■ **Dataset excerpts**

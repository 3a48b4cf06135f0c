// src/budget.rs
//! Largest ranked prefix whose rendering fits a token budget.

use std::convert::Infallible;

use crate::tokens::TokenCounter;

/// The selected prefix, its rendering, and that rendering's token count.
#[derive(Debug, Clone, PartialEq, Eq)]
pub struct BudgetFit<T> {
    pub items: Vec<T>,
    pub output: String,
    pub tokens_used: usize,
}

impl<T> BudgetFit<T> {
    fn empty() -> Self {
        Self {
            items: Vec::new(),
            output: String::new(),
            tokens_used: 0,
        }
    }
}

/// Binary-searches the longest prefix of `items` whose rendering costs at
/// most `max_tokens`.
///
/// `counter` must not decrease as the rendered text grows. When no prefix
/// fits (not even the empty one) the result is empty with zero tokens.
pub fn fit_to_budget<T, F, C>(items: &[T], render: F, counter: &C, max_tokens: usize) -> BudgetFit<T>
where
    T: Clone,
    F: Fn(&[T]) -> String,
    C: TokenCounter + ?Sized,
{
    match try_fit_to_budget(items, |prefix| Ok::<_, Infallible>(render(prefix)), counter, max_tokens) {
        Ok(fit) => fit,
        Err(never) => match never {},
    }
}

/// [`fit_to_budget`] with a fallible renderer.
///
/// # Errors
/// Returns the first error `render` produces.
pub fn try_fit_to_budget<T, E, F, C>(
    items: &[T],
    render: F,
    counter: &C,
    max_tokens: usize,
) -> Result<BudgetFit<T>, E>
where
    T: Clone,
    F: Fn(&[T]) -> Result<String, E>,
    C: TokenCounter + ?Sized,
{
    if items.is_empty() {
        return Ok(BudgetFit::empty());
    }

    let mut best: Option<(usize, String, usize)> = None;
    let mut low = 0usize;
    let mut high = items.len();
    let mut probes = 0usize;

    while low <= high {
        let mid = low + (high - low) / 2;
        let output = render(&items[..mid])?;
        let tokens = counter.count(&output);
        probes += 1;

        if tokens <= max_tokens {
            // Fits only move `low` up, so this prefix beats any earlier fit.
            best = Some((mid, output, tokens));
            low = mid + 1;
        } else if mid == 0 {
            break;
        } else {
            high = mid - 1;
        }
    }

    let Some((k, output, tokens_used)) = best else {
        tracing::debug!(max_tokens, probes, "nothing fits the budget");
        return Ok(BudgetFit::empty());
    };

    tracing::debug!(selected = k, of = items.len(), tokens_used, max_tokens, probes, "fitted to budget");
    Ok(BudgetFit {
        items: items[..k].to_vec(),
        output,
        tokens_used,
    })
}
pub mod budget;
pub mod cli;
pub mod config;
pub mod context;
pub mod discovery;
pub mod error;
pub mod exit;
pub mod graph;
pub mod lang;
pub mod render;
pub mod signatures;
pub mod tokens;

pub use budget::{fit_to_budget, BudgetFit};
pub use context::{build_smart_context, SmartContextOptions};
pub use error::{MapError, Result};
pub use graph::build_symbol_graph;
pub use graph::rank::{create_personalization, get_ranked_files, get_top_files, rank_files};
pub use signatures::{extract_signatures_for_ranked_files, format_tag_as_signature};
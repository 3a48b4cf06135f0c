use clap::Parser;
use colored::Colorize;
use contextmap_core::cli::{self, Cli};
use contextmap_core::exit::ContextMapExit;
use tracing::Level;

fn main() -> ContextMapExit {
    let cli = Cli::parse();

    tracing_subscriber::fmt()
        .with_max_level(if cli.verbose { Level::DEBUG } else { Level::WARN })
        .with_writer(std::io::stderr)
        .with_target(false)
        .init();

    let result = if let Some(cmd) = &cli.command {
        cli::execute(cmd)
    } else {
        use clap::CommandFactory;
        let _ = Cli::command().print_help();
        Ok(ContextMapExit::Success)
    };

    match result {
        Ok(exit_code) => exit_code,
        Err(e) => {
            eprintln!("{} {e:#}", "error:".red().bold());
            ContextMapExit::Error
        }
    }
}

* * *

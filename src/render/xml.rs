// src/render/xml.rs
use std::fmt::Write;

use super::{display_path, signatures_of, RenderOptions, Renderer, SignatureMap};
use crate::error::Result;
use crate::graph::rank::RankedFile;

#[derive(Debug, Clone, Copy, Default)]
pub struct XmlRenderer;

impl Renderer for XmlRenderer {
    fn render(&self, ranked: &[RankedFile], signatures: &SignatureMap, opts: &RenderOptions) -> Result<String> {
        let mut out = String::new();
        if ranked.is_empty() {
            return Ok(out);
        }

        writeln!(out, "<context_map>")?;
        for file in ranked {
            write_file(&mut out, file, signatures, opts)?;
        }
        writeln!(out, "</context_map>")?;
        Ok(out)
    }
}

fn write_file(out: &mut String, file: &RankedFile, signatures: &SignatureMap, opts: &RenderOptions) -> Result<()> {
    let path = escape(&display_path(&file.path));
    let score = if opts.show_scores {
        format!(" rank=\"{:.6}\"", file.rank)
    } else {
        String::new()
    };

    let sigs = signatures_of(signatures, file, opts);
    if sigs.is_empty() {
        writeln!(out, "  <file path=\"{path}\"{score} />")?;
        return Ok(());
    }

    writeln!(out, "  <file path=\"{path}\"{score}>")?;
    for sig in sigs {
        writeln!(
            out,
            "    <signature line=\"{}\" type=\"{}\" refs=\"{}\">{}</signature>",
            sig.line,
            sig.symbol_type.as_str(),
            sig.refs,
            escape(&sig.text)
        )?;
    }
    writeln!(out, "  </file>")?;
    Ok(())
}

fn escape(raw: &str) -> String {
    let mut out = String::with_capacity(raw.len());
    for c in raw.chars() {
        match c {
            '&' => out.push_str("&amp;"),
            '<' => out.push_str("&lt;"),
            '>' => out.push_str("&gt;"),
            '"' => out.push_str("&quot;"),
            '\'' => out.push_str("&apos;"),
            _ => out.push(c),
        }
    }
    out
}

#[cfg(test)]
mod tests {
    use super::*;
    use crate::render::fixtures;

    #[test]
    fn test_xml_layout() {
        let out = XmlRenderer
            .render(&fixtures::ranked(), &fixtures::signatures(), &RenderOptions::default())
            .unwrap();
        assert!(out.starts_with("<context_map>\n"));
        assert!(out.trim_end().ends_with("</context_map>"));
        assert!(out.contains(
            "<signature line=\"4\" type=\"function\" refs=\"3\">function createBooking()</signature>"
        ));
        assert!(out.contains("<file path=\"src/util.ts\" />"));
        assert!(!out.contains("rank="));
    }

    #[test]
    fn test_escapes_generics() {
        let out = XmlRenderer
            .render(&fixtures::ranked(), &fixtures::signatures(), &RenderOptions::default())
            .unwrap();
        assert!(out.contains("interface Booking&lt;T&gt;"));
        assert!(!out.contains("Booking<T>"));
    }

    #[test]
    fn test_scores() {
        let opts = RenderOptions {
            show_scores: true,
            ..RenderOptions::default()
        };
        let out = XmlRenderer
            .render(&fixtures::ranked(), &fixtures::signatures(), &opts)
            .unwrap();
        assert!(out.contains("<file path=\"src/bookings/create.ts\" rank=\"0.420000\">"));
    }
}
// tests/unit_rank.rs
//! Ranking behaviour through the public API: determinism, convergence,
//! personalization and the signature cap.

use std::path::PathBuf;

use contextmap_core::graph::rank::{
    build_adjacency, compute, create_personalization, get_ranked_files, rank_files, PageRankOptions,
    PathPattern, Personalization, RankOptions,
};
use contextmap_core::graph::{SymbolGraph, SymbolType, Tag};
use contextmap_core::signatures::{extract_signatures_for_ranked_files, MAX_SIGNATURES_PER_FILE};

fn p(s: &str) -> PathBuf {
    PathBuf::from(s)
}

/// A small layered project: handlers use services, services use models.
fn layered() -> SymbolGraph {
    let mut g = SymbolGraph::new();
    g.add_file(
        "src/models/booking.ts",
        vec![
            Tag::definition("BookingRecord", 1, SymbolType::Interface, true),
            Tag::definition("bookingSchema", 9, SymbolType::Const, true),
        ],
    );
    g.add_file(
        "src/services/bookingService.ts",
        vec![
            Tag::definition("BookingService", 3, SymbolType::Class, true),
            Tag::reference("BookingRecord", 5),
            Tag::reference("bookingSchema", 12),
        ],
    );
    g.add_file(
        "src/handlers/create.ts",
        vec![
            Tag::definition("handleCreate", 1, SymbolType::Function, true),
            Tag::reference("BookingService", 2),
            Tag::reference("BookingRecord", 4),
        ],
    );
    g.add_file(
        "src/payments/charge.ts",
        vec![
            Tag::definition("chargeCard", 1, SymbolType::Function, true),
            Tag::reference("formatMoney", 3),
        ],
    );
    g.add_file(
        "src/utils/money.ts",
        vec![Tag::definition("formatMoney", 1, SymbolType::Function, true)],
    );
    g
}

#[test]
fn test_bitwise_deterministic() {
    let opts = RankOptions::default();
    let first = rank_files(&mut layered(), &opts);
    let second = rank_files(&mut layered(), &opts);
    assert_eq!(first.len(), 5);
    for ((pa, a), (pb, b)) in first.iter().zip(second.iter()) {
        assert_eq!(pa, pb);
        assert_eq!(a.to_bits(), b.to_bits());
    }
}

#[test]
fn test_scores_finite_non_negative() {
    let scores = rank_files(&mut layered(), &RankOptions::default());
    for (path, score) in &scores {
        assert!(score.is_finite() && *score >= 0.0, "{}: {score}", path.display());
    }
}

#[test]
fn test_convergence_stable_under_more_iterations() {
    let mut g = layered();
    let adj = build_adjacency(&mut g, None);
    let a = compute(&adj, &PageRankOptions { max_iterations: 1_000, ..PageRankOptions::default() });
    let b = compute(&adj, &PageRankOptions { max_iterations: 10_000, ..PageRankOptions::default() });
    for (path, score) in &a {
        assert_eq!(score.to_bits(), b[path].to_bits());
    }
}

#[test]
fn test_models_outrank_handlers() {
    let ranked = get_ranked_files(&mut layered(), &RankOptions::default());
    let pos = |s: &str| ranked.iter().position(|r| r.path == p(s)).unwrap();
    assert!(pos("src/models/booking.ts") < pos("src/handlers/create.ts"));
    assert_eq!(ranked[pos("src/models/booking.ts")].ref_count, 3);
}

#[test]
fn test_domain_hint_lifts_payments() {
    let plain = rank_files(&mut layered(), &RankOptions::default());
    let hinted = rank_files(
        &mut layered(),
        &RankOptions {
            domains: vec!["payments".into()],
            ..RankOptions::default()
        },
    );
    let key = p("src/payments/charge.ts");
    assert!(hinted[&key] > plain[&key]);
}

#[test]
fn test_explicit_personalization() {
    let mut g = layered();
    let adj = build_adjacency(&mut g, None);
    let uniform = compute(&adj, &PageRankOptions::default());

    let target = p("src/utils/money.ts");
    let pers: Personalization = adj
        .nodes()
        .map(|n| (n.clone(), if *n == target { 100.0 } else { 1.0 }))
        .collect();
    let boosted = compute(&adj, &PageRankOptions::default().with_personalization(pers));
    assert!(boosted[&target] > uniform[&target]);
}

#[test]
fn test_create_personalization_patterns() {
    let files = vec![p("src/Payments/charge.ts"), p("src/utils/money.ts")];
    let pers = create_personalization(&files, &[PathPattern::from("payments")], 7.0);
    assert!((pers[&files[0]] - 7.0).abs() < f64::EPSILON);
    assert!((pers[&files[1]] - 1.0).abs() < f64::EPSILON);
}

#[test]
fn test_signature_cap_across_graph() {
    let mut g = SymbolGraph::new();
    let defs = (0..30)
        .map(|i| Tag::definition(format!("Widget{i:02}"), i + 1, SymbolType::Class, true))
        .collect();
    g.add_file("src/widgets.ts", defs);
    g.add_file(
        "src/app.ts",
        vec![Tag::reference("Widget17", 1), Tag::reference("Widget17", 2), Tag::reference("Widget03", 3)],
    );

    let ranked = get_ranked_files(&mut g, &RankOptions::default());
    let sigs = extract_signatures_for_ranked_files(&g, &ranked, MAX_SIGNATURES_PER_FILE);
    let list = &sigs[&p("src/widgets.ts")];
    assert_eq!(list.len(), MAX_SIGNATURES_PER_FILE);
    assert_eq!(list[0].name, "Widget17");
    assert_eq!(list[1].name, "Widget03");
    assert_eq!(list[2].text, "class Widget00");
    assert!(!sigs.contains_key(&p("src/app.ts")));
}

■ **Task description**
In the material above, find each line containing the word "opts" and copy it.

■ **Answer area**
    fn render(&self, ranked: &[RankedFile], signatures: &SignatureMap, opts: &RenderOptions) -> Result<String> {
            write_file(&mut out, file, signatures, opts)?;
fn write_file(out: &mut String, file: &RankedFile, signatures: &SignatureMap, opts: &RenderOptions) -> Result<()> {
    let score = if opts.show_scores {
    let sigs = signatures_of(signatures, file, opts);
        let opts = RenderOptions {
            .render(&fixtures::ranked(), &fixtures::signatures(), &opts)
    let opts = RankOptions::default();
    let first = rank_files(&mut layered(), &opts);
    let second = rank_files(&mut layered(), &opts);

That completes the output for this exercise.